Following a jury trial, plaintiff, Donald Christiansen, was *164awarded $42,000 for injuries he sustained as he entered an Illinois State Police squad car after being arrested and handcuffed by defendant, Trooper Harold Masse. Defendant makes three arguments on appeal: (1) the circuit court lacked subject matter jurisdiction; (2) defendant was entitled to public official’s immunity; and (3) the jury award was improper.

BACKGROUND

On January 28, 1988, defendant was on patrol, driving eastbound on Illinois Highway 90 in a marked squad car, when he observed an automobile, driven by plaintiff, traveling east with an inoperative taillight. He activated the light bar on the top of his squad car and pulled the automobile over to the shoulder of the highway. Defendant approached plaintiff and requested to see his driver’s license, but plaintiff did not have it with him. Defendant went back to the squad car and ran a check using plaintiff’s name, address, and date of birth.

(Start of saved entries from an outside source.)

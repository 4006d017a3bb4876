//! Error types for partial-date operations.

use thiserror::Error;

#[derive(Error, Debug, Clone, PartialEq, Eq)]
pub enum PartialDateError {
    /// The input is not one of the accepted notation shapes, names a
    /// disallowed component combination, or does not form a calendar date.
    #[error("Malformed partial date: '{0}'")]
    MalformedPartialDate(String),

    /// A stored precision integer carries bits outside YEAR, MONTH and DAY.
    #[error("Invalid precision: {0}")]
    InvalidPrecision(u8),

    #[error("Invalid field name: '{0}'")]
    InvalidFieldName(String),

    /// The rows being filtered have no precision column with this name.
    #[error("Unknown field: '{0}'")]
    UnknownField(String),
}

pub type Result<T> = std::result::Result<T, PartialDateError>;
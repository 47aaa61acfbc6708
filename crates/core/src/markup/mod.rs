/// Document and element types.
pub mod document;
/// Markup text to [`Document`](document::Document) parser.
pub mod parser;
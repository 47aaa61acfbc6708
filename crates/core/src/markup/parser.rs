//! Markup parser built on `roxmltree`.
//!
//! Only the direct children of the root element become [`Element`]s; text,
//! comments, and processing instructions between them are ignored, and
//! grandchildren are never descended into.

use std::collections::BTreeMap;

use roxmltree::{ExpandedName, Node, ParsingOptions};
use zpl_markup_diagnostics::{Diagnostic, LineIndex, Span, codes};

use super::document::{Document, Element, ElementKind};

/// The markup is not well-formed, so nothing can be translated.
#[derive(Debug, Clone, PartialEq, Eq, thiserror::Error)]
#[error("{message}")]
pub struct MalformedMarkupError {
    /// The XML parser's message, unmodified.
    pub message: String,
    /// Zero-width span at the position the XML parser reported.
    pub span: Span,
}

impl MalformedMarkupError {
    fn from_xml(source: &str, err: &roxmltree::Error) -> Self {
        let pos = err.pos();
        let offset =
            LineIndex::new(source).offset_of(source, pos.row as usize, pos.col as usize);
        Self {
            message: err.to_string(),
            span: Span::empty(offset),
        }
    }

    /// Express this error as a `ZPLM1001` diagnostic.
    pub fn to_diagnostic(&self) -> Diagnostic {
        Diagnostic::error(
            codes::MALFORMED_MARKUP,
            format!("malformed markup: {}", self.message),
            Some(self.span),
        )
    }
}

/// A parsed document together with the parser's non-fatal diagnostics.
#[derive(Debug, Clone, serde::Serialize)]
pub struct ParseResult {
    /// The parsed document.
    pub document: Document,
    /// Informational diagnostics (e.g. nested elements that were ignored).
    pub diagnostics: Vec<Diagnostic>,
}

/// Parse markup text into a [`Document`].
pub fn parse(markup: &str) -> Result<Document, MalformedMarkupError> {
    parse_with_diagnostics(markup).map(|res| res.document)
}

/// Parse markup text, keeping informational diagnostics.
pub fn parse_with_diagnostics(markup: &str) -> Result<ParseResult, MalformedMarkupError> {
    let options = ParsingOptions {
        allow_dtd: true,
        ..ParsingOptions::default()
    };
    let xml = roxmltree::Document::parse_with_options(markup, options)
        .map_err(|e| MalformedMarkupError::from_xml(markup, &e))?;
    let root = xml.root_element();

    let mut elements = Vec::new();
    let mut diagnostics = Vec::new();
    for node in root.children().filter(Node::is_element) {
        let element = element_from_node(node);
        for nested in node.children().filter(Node::is_element) {
            let tag = qualified_name(nested.tag_name());
            diagnostics.push(
                Diagnostic::info(
                    codes::NESTED_ELEMENT_IGNORED,
                    format!("<{tag}> inside <{}> is ignored", element.tag()),
                    Some(nested.range().into()),
                )
                .with_context(BTreeMap::from([
                    ("parent".into(), element.tag().to_string()),
                    ("tag".into(), tag),
                ])),
            );
        }
        elements.push(element);
    }

    Ok(ParseResult {
        document: Document::new(qualified_name(root.tag_name()), elements),
        diagnostics,
    })
}

fn element_from_node(node: Node<'_, '_>) -> Element {
    let attributes = node
        .attributes()
        .map(|attr| {
            let name = match attr.namespace() {
                Some(ns) => format!("{{{ns}}}{}", attr.name()),
                None => attr.name().to_string(),
            };
            (name, attr.value().to_string())
        })
        .collect();

    Element {
        kind: ElementKind::from_tag(&qualified_name(node.tag_name())),
        attributes,
        body: leading_text(node),
        span: node.range().into(),
    }
}

/// Character data before the first child element. Comments and processing
/// instructions are dropped and the text around them joined.
fn leading_text(node: Node<'_, '_>) -> Option<String> {
    let mut body = String::new();
    for child in node.children() {
        if child.is_element() {
            break;
        }
        if child.is_text() {
            body.push_str(child.text().unwrap_or_default());
        }
    }
    (!body.is_empty()).then_some(body)
}

fn qualified_name(name: ExpandedName<'_, '_>) -> String {
    match name.namespace() {
        Some(ns) => format!("{{{ns}}}{}", name.name()),
        None => name.name().to_string(),
    }
}
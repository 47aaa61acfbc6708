//! CLI tests for `zplm explain` and `zplm init`.

mod common;

use std::fs;

use common::{stdout_json, write_temp, zplm};

#[test]
fn explain_known_code_json_returns_explanation() {
    let output = zplm()
        .args(["explain", "ZPLM2001", "--output", "json"])
        .output()
        .expect("run explain");

    assert!(output.status.success());
    let json = stdout_json(&output);
    assert_eq!(json["id"], "ZPLM2001");
    assert!(json["explanation"].is_string());
}

#[test]
fn explain_unknown_code_json_returns_null_explanation() {
    let output = zplm()
        .args(["explain", "ZPLM9999", "--output", "json"])
        .output()
        .expect("run explain");

    assert!(output.status.success());
    assert!(stdout_json(&output)["explanation"].is_null());
}

#[test]
fn explain_pretty_shows_human_readable_text() {
    let output = zplm()
        .args(["explain", "ZPLM1001", "--output", "pretty"])
        .output()
        .expect("run explain");

    assert!(output.status.success());
    let stdout = String::from_utf8_lossy(&output.stdout);
    assert!(stdout.contains("ZPLM1001"), "unexpected output: {stdout}");
    assert!(stdout.contains("well-formed"), "unexpected output: {stdout}");
}

#[test]
fn init_writes_template_that_translates() {
    let dir = tempfile::tempdir().expect("tempdir");
    let path = dir.path().join("saved_xml.txt");

    let output = zplm()
        .arg("init")
        .arg(&path)
        .args(["--output", "json"])
        .output()
        .expect("run init");
    assert!(output.status.success());
    assert_eq!(stdout_json(&output)["status"], "created");
    assert!(path.exists());

    let output = zplm()
        .arg("translate")
        .arg(&path)
        .args(["--output", "json"])
        .output()
        .expect("run translate");
    assert!(output.status.success());
    let zpl = stdout_json(&output)["zpl"]
        .as_str()
        .expect("zpl string")
        .to_string();
    assert!(zpl.starts_with("^XA\n"));
    assert!(zpl.ends_with("\n^XZ"));
    assert_eq!(zpl.lines().count(), 5);
}

#[test]
fn init_leaves_existing_markup_alone() {
    let (_dir, path) = write_temp("saved_xml.txt", "<LABEL/>");

    let output = zplm()
        .args(["init", &path, "--output", "json"])
        .output()
        .expect("run init");
    assert!(output.status.success());
    assert_eq!(stdout_json(&output)["status"], "exists");
    assert_eq!(fs::read_to_string(&path).expect("read"), "<LABEL/>");
}

#[test]
fn default_file_is_saved_xml_in_working_dir() {
    let dir = tempfile::tempdir().expect("tempdir");
    fs::write(
        dir.path().join("saved_xml.txt"),
        r#"<LABEL><TEXT>Hi</TEXT></LABEL>"#,
    )
    .expect("write markup");

    let output = zplm()
        .current_dir(dir.path())
        .args(["translate", "--output", "json"])
        .output()
        .expect("run translate");
    assert!(output.status.success());
    assert_eq!(
        stdout_json(&output)["zpl"],
        "^XA\n^FO0,0^AA,N,1,1^FDHi^FS\n^XZ"
    );
}
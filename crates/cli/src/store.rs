//! Persistence for raw markup, independent of translation.

use std::fs;
use std::io::{self, Read};
use std::path::{Path, PathBuf};

/// File used when no markup path is given.
pub(crate) const DEFAULT_PATH: &str = "saved_xml.txt";

/// Starter markup written by `zplm init`.
pub(crate) const TEMPLATE: &str = r#"<LABEL>
  <TEXT originX="50" originY="50" font="0" heightmagnification="40" widthmagnification="40">Hello</TEXT>
  <TEXT originX="50" originY="110" name="1"/>
  <BARCODE originX="50" originY="170" barcodetype="BC-CODE128" barcodewidth="2" name="2"/>
</LABEL>
"#;

/// A markup document on disk.
#[derive(Debug, Clone)]
pub(crate) struct MarkupStore {
    path: PathBuf,
}

impl MarkupStore {
    pub(crate) fn new(path: impl Into<PathBuf>) -> Self {
        Self { path: path.into() }
    }

    pub(crate) fn path(&self) -> &Path {
        &self.path
    }

    /// The stored markup, or `None` if nothing has been saved yet.
    pub(crate) fn load(&self) -> io::Result<Option<String>> {
        match fs::read_to_string(&self.path) {
            Ok(text) => Ok(Some(text)),
            Err(e) if e.kind() == io::ErrorKind::NotFound => Ok(None),
            Err(e) => Err(e),
        }
    }

    /// Replace the stored markup.
    pub(crate) fn save(&self, markup: &str) -> io::Result<()> {
        fs::write(&self.path, markup)
    }
}

/// Read markup from `file`, or from stdin when `file` is `-`.
pub(crate) fn read_markup(file: &str) -> anyhow::Result<String> {
    use anyhow::Context;

    if file == "-" {
        let mut text = String::new();
        io::stdin()
            .read_to_string(&mut text)
            .context("failed to read markup from stdin")?;
        return Ok(text);
    }
    MarkupStore::new(file)
        .load()
        .with_context(|| format!("failed to read {file}"))?
        .with_context(|| format!("{file} does not exist; create it with `zplm init {file}`"))
}
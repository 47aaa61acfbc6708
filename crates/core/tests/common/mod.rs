//! Shared test helpers for `zpl_markup_core` integration tests.

#![allow(unreachable_pub)]

use zpl_markup_core::{Diagnostic, Translation, Translator};

/// Wrap children in a `<LABEL>` root.
#[allow(dead_code)]
pub fn label(children: &str) -> String {
    format!("<LABEL>{children}</LABEL>")
}

/// Translate with default (lenient) options, panicking on error.
#[allow(dead_code)]
pub fn zpl(markup: &str) -> String {
    translation(markup).zpl
}

/// Translate with default options, panicking on error.
#[allow(dead_code)]
pub fn translation(markup: &str) -> Translation {
    Translator::default()
        .translate(markup)
        .unwrap_or_else(|e| panic!("translation failed for {markup:?}: {e}"))
}

/// The statements between `^XA` and `^XZ`.
#[allow(dead_code)]
pub fn statements(zpl: &str) -> Vec<&str> {
    let lines: Vec<&str> = zpl.split('\n').collect();
    assert_eq!(lines.first(), Some(&"^XA"), "missing start marker: {zpl:?}");
    assert_eq!(lines.last(), Some(&"^XZ"), "missing end marker: {zpl:?}");
    lines[1..lines.len() - 1].to_vec()
}

/// Compile a single child element and return its statement.
#[allow(dead_code)]
pub fn single(child: &str) -> String {
    let out = zpl(&label(child));
    let stmts = statements(&out);
    assert_eq!(stmts.len(), 1, "expected one statement: {out:?}");
    stmts[0].to_string()
}

/// Collect diagnostic codes.
#[allow(dead_code)]
pub fn diag_codes(diagnostics: &[Diagnostic]) -> Vec<String> {
    diagnostics.iter().map(|d| d.id.to_string()).collect()
}
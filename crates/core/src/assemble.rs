//! Document assembler.

/// Marker that opens a label format.
pub const LABEL_START: &str = "^XA";
/// Marker that closes a label format.
pub const LABEL_END: &str = "^XZ";

/// Wrap compiled statements in [`LABEL_START`] / [`LABEL_END`], one per line.
///
/// Statement order is preserved exactly. The result has no trailing newline,
/// so an empty statement list yields `"^XA\n^XZ"`.
pub fn assemble<I, S>(statements: I) -> String
where
    I: IntoIterator<Item = S>,
    S: AsRef<str>,
{
    let mut out = String::from(LABEL_START);
    for statement in statements {
        out.push('\n');
        out.push_str(statement.as_ref());
    }
    out.push('\n');
    out.push_str(LABEL_END);
    out
}
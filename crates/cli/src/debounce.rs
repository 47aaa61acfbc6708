//! Coalesces bursts of change events into one action per quiet interval.

use std::time::{Duration, Instant};

/// Schedules at most one pending run. Each [`notify`](Self::notify) cancels
/// the pending run and schedules a new one `window` later, so a run only
/// fires once changes stop arriving for a full window.
#[derive(Debug, Clone)]
pub(crate) struct Debouncer {
    window: Duration,
    deadline: Option<Instant>,
}

impl Debouncer {
    pub(crate) fn new(window: Duration) -> Self {
        Self {
            window,
            deadline: None,
        }
    }

    /// Record a change at `now`.
    pub(crate) fn notify(&mut self, now: Instant) {
        self.deadline = Some(now + self.window);
    }

    /// Returns `true` exactly once when the pending run is due.
    pub(crate) fn poll(&mut self, now: Instant) -> bool {
        match self.deadline {
            Some(deadline) if now >= deadline => {
                self.deadline = None;
                true
            }
            _ => false,
        }
    }

    /// Drop the pending run, if any.
    pub(crate) fn cancel(&mut self) {
        self.deadline = None;
    }
}
//! Rasterization client: turn a ZPL command stream into a preview image by
//! calling a Labelary-compatible HTTP service.
//!
//! The API is synchronous (blocking `reqwest`), with no async runtime
//! required. Wrap any [`Rasterizer`] in a [`RetryRasterizer`] to retry
//! transient failures with exponential backoff.

mod config;
mod error;
mod http;
mod retry;

pub use config::{MAX_LABEL_INCHES, RasterConfig, RasterTimeouts, RetryConfig, SUPPORTED_DPMM};
pub use error::RasterError;
pub use http::HttpRasterizer;
pub use retry::RetryRasterizer;

/// A rendered label image.
#[derive(Debug, Clone, PartialEq, Eq)]
pub struct RasterImage {
    /// Encoded image bytes (PNG unless the service says otherwise).
    pub bytes: Vec<u8>,
    /// The response `Content-Type`, e.g. `image/png`.
    pub content_type: String,
}

impl RasterImage {
    /// Whether the service reported a PNG body.
    pub fn is_png(&self) -> bool {
        self.content_type.starts_with("image/png")
    }
}

/// Renders a ZPL command stream to an image.
pub trait Rasterizer {
    /// Render `zpl`. Implementations must not modify the stream.
    fn rasterize(&self, zpl: &str) -> Result<RasterImage, RasterError>;
}
#![allow(dead_code, unreachable_pub)]

use std::fs;
use std::process::Command;

use assert_cmd::cargo;

pub const HELLO: &str = r#"<LABEL><TEXT originX="10" originY="20">Hello</TEXT></LABEL>"#;
pub const HELLO_ZPL: &str = "^XA\n^FO10,20^AA,N,1,1^FDHello^FS\n^XZ";

pub fn zplm() -> Command {
    let mut cmd = Command::new(cargo::cargo_bin!("zplm"));
    cmd.env_remove("RUST_LOG").env_remove("ZPLM_RASTER_URL");
    for proxy in ["HTTP_PROXY", "http_proxy", "ALL_PROXY", "all_proxy"] {
        cmd.env_remove(proxy);
    }
    cmd
}

/// Write `content` to `name` inside a fresh temp dir.
pub fn write_temp(name: &str, content: &str) -> (tempfile::TempDir, String) {
    let dir = tempfile::tempdir().expect("tempdir");
    let path = dir.path().join(name);
    fs::write(&path, content).expect("write temp markup");
    (dir, path.to_string_lossy().to_string())
}

pub fn stdout_json(output: &std::process::Output) -> serde_json::Value {
    let stdout = String::from_utf8_lossy(&output.stdout);
    serde_json::from_str(&stdout).unwrap_or_else(|e| panic!("invalid json ({e}): {stdout}"))
}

The check revealed that the Village of Buffalo Grove police department had obtained a warrant for plaintiff’s arrest. "Alert tones” went out over the police radio channels, which indicated that there was an outstanding warrant on either the person or vehicle that had been stopped. Defendant confirmed his belief that plaintiff was the subject of the warrant and informed the radio dispatcher that he would be out of the squad car.

Defendant walked to plaintiff’s car and informed plaintiff that he was under arrest. He asked plaintiff to step out of his car and put his hands behind his back. Defendant handcuffed and searched plaintiff. About the time defendant arrested plaintiff, Trooper John Welcome arrived, and defendant spoke with him briefly. Defendant told plaintiff he would take him to a squad room for processing. Defendant walked plaintiff to the passenger side of the squad car and opened the front passenger door. As plaintiff started to get into the car he felt a pain in his leg. Defendant helped plaintiff out of the car and told him to wait until defendant could give him the proper instructions on entering the car while handcuffed. According to plaintiff, he was never given such instructions.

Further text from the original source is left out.